Your task ▸
Each line below should be written out exactly, with none skipped.

The records ▸
= = = =
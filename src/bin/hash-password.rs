use bcrypt::{hash, DEFAULT_COST};
use std::env;

/// Generates a bcrypt hash for ADMIN_HASH_PASSWORD.
fn main() {
    let password = env::args().nth(1).unwrap_or_else(|| {
        eprintln!("Usage: cargo run --bin hash-password <PASSWORD>");
        std::process::exit(1);
    });

    match hash(&password, DEFAULT_COST) {
        Ok(hashed) => {
            println!("\nCost : {}", DEFAULT_COST);
            println!("Hash : {}\n", hashed);
            println!("# Paste this into your .env:");
            println!("ADMIN_HASH_PASSWORD={}", hashed);
        }
        Err(e) => {
            eprintln!("Error hashing password: {}", e);
            std::process::exit(1);
        }
    }
}
//! Social platform metadata.
//!
//! One static table maps each supported platform to its display metadata.
//! Adding a platform means adding an enum variant and one table row.

use serde::{Deserialize, Serialize};

#[derive(Debug, Clone, Copy, PartialEq, Eq, Serialize, Deserialize)]
#[serde(rename_all = "lowercase")]
pub enum SocialPlatform {
    Twitter,
    Youtube,
    Github,
    Linkedin,
    Instagram,
    Facebook,
    Tiktok,
    Twitch,
    Discord,
}

#[derive(Debug, Clone, Copy, Serialize)]
pub struct PlatformMeta {
    pub display_name: &'static str,
    pub icon: &'static str,
    pub color_class: &'static str,
}

pub static PLATFORM_TABLE: &[(SocialPlatform, PlatformMeta)] = &[
    (SocialPlatform::Twitter, PlatformMeta { display_name: "Twitter", icon: "twitter-x", color_class: "text-blue-400" }),
    (SocialPlatform::Youtube, PlatformMeta { display_name: "Youtube", icon: "youtube", color_class: "text-red-500" }),
    (SocialPlatform::Github, PlatformMeta { display_name: "Github", icon: "github", color_class: "text-gray-400" }),
    (SocialPlatform::Linkedin, PlatformMeta { display_name: "Linkedin", icon: "linkedin", color_class: "text-blue-600" }),
    (SocialPlatform::Instagram, PlatformMeta { display_name: "Instagram", icon: "instagram", color_class: "text-pink-500" }),
    (SocialPlatform::Facebook, PlatformMeta { display_name: "Facebook", icon: "facebook", color_class: "text-blue-500" }),
    (SocialPlatform::Tiktok, PlatformMeta { display_name: "Tiktok", icon: "tiktok", color_class: "text-black" }),
    (SocialPlatform::Twitch, PlatformMeta { display_name: "Twitch", icon: "twitch", color_class: "text-purple-500" }),
    (SocialPlatform::Discord, PlatformMeta { display_name: "Discord", icon: "discord", color_class: "text-indigo-500" }),
];

/// Fallback metadata for rows persisted before a platform was delisted.
pub static UNKNOWN_PLATFORM_META: PlatformMeta = PlatformMeta {
    display_name: "Link",
    icon: "link",
    color_class: "text-gray-500",
};

impl SocialPlatform {
    pub fn parse(s: &str) -> Option<Self> {
        PLATFORM_TABLE
            .iter()
            .find(|(p, _)| p.as_str() == s)
            .map(|(p, _)| *p)
    }

    pub fn as_str(&self) -> &'static str {
        match self {
            SocialPlatform::Twitter => "twitter",
            SocialPlatform::Youtube => "youtube",
            SocialPlatform::Github => "github",
            SocialPlatform::Linkedin => "linkedin",
            SocialPlatform::Instagram => "instagram",
            SocialPlatform::Facebook => "facebook",
            SocialPlatform::Tiktok => "tiktok",
            SocialPlatform::Twitch => "twitch",
            SocialPlatform::Discord => "discord",
        }
    }

    pub fn meta(&self) -> &'static PlatformMeta {
        PLATFORM_TABLE
            .iter()
            .find(|(p, _)| p == self)
            .map(|(_, m)| m)
            .unwrap_or(&UNKNOWN_PLATFORM_META)
    }

    pub fn all_names() -> Vec<&'static str> {
        PLATFORM_TABLE.iter().map(|(p, _)| p.as_str()).collect()
    }
}

/// Metadata for a stored platform string, tolerating unknown values.
pub fn meta_for(platform: &str) -> &'static PlatformMeta {
    SocialPlatform::parse(platform)
        .map(|p| p.meta())
        .unwrap_or(&UNKNOWN_PLATFORM_META)
}

/// Compact follower counts: 1.2M, 3.4K, or the plain number.
pub fn format_follower_count(count: i32) -> String {
    let count = count as f64;
    if count >= 1_000_000.0 {
        format!("{:.1}M", (count / 1_000_000.0 * 10.0).round() / 10.0)
    } else if count >= 1_000.0 {
        format!("{:.1}K", (count / 1_000.0 * 10.0).round() / 10.0)
    } else {
        format!("{}", count as i32)
    }
}

#[cfg(test)]
mod tests {
    use super::*;

    #[test]
    fn test_parse_round_trips_every_table_row() {
        for (platform, _) in PLATFORM_TABLE {
            assert_eq!(SocialPlatform::parse(platform.as_str()), Some(*platform));
        }
        assert_eq!(SocialPlatform::parse("myspace"), None);
    }

    #[test]
    fn test_meta_lookup() {
        assert_eq!(SocialPlatform::Twitter.meta().icon, "twitter-x");
        assert_eq!(SocialPlatform::Github.meta().color_class, "text-gray-400");
        assert_eq!(meta_for("discord").display_name, "Discord");
    }

    #[test]
    fn test_unknown_platform_falls_back() {
        assert_eq!(meta_for("myspace").icon, "link");
        assert_eq!(meta_for("myspace").color_class, "text-gray-500");
    }

    #[test]
    fn test_format_follower_count() {
        assert_eq!(format_follower_count(999), "999");
        assert_eq!(format_follower_count(1_500), "1.5K");
        assert_eq!(format_follower_count(12_340), "12.3K");
        assert_eq!(format_follower_count(2_500_000), "2.5M");
        assert_eq!(format_follower_count(0), "0");
    }
}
= = = =
Solution to this problem ▸
filename src/bin/hash-password.rs
use bcrypt::{hash, DEFAULT_COST};
use std::env;

/// Generates a bcrypt hash for ADMIN_HASH_PASSWORD.
fn main() {
    let password = env::args().nth(1).unwrap_or_else(|| {
        eprintln!("Usage: cargo run --bin hash-password <PASSWORD>");
        std::process::exit(1);
    });

    match hash(&password, DEFAULT_COST) {
        Ok(hashed) => {
            println!("\nCost : {}", DEFAULT_COST);
            println!("Hash : {}\n", hashed);
            println!("# Paste this into your .env:");
            println!("ADMIN_HASH_PASSWORD={}", hashed);
        }
        Err(e) => {
            eprintln!("Error hashing password: {}", e);
            std::process::exit(1);
        }
    }
}
//! Social platform metadata.
//!
//! One static table maps each supported platform to its display metadata.
//! Adding a platform means adding an enum variant and one table row.

use serde::{Deserialize, Serialize};

#[derive(Debug, Clone, Copy, PartialEq, Eq, Serialize, Deserialize)]
#[serde(rename_all = "lowercase")]
pub enum SocialPlatform {
    Twitter,
    Youtube,
    Github,
    Linkedin,
    Instagram,
    Facebook,
    Tiktok,
    Twitch,
    Discord,
}

#[derive(Debug, Clone, Copy, Serialize)]
pub struct PlatformMeta {
    pub display_name: &'static str,
    pub icon: &'static str,
    pub color_class: &'static str,
}

pub static PLATFORM_TABLE: &[(SocialPlatform, PlatformMeta)] = &[
    (SocialPlatform::Twitter, PlatformMeta { display_name: "Twitter", icon: "twitter-x", color_class: "text-blue-400" }),
    (SocialPlatform::Youtube, PlatformMeta { display_name: "Youtube", icon: "youtube", color_class: "text-red-500" }),
    (SocialPlatform::Github, PlatformMeta { display_name: "Github", icon: "github", color_class: "text-gray-400" }),
    (SocialPlatform::Linkedin, PlatformMeta { display_name: "Linkedin", icon: "linkedin", color_class: "text-blue-600" }),
    (SocialPlatform::Instagram, PlatformMeta { display_name: "Instagram", icon: "instagram", color_class: "text-pink-500" }),
    (SocialPlatform::Facebook, PlatformMeta { display_name: "Facebook", icon: "facebook", color_class: "text-blue-500" }),
    (SocialPlatform::Tiktok, PlatformMeta { display_name: "Tiktok", icon: "tiktok", color_class: "text-black" }),
    (SocialPlatform::Twitch, PlatformMeta { display_name: "Twitch", icon: "twitch", color_class: "text-purple-500" }),
    (SocialPlatform::Discord, PlatformMeta { display_name: "Discord", icon: "discord", color_class: "text-indigo-500" }),
];

/// Fallback metadata for rows persisted before a platform was delisted.
pub static UNKNOWN_PLATFORM_META: PlatformMeta = PlatformMeta {
    display_name: "Link",
    icon: "link",
    color_class: "text-gray-500",
};

impl SocialPlatform {
    pub fn parse(s: &str) -> Option<Self> {
        PLATFORM_TABLE
            .iter()
            .find(|(p, _)| p.as_str() == s)
            .map(|(p, _)| *p)
    }

    pub fn as_str(&self) -> &'static str {
        match self {
            SocialPlatform::Twitter => "twitter",
            SocialPlatform::Youtube => "youtube",
            SocialPlatform::Github => "github",
            SocialPlatform::Linkedin => "linkedin",
            SocialPlatform::Instagram => "instagram",
            SocialPlatform::Facebook => "facebook",
            SocialPlatform::Tiktok => "tiktok",
            SocialPlatform::Twitch => "twitch",
            SocialPlatform::Discord => "discord",
        }
    }

    pub fn meta(&self) -> &'static PlatformMeta {
        PLATFORM_TABLE
            .iter()
            .find(|(p, _)| p == self)
            .map(|(_, m)| m)
            .unwrap_or(&UNKNOWN_PLATFORM_META)
    }

    pub fn all_names() -> Vec<&'static str> {
        PLATFORM_TABLE.iter().map(|(p, _)| p.as_str()).collect()
    }
}

/// Metadata for a stored platform string, tolerating unknown values.
pub fn meta_for(platform: &str) -> &'static PlatformMeta {
    SocialPlatform::parse(platform)
        .map(|p| p.meta())
        .unwrap_or(&UNKNOWN_PLATFORM_META)
}

/// Compact follower counts: 1.2M, 3.4K, or the plain number.
pub fn format_follower_count(count: i32) -> String {
    let count = count as f64;
    if count >= 1_000_000.0 {
        format!("{:.1}M", (count / 1_000_000.0 * 10.0).round() / 10.0)
    } else if count >= 1_000.0 {
        format!("{:.1}K", (count / 1_000.0 * 10.0).round() / 10.0)
    } else {
        format!("{}", count as i32)
    }
}

#[cfg(test)]
mod tests {
    use super::*;

    #[test]
    fn test_parse_round_trips_every_table_row() {
        for (platform, _) in PLATFORM_TABLE {
            assert_eq!(SocialPlatform::parse(platform.as_str()), Some(*platform));
        }
        assert_eq!(SocialPlatform::parse("myspace"), None);
    }

    #[test]
    fn test_meta_lookup() {
        assert_eq!(SocialPlatform::Twitter.meta().icon, "twitter-x");
        assert_eq!(SocialPlatform::Github.meta().color_class, "text-gray-400");
        assert_eq!(meta_for("discord").display_name, "Discord");
    }

    #[test]
    fn test_unknown_platform_falls_back() {
        assert_eq!(meta_for("myspace").icon, "link");
        assert_eq!(meta_for("myspace").color_class, "text-gray-500");
    }

    #[test]
    fn test_format_follower_count() {
        assert_eq!(format_follower_count(999), "999");
        assert_eq!(format_follower_count(1_500), "1.5K");
        assert_eq!(format_follower_count(12_340), "12.3K");
        assert_eq!(format_follower_count(2_500_000), "2.5M");
        assert_eq!(format_follower_count(0), "0");
    }
}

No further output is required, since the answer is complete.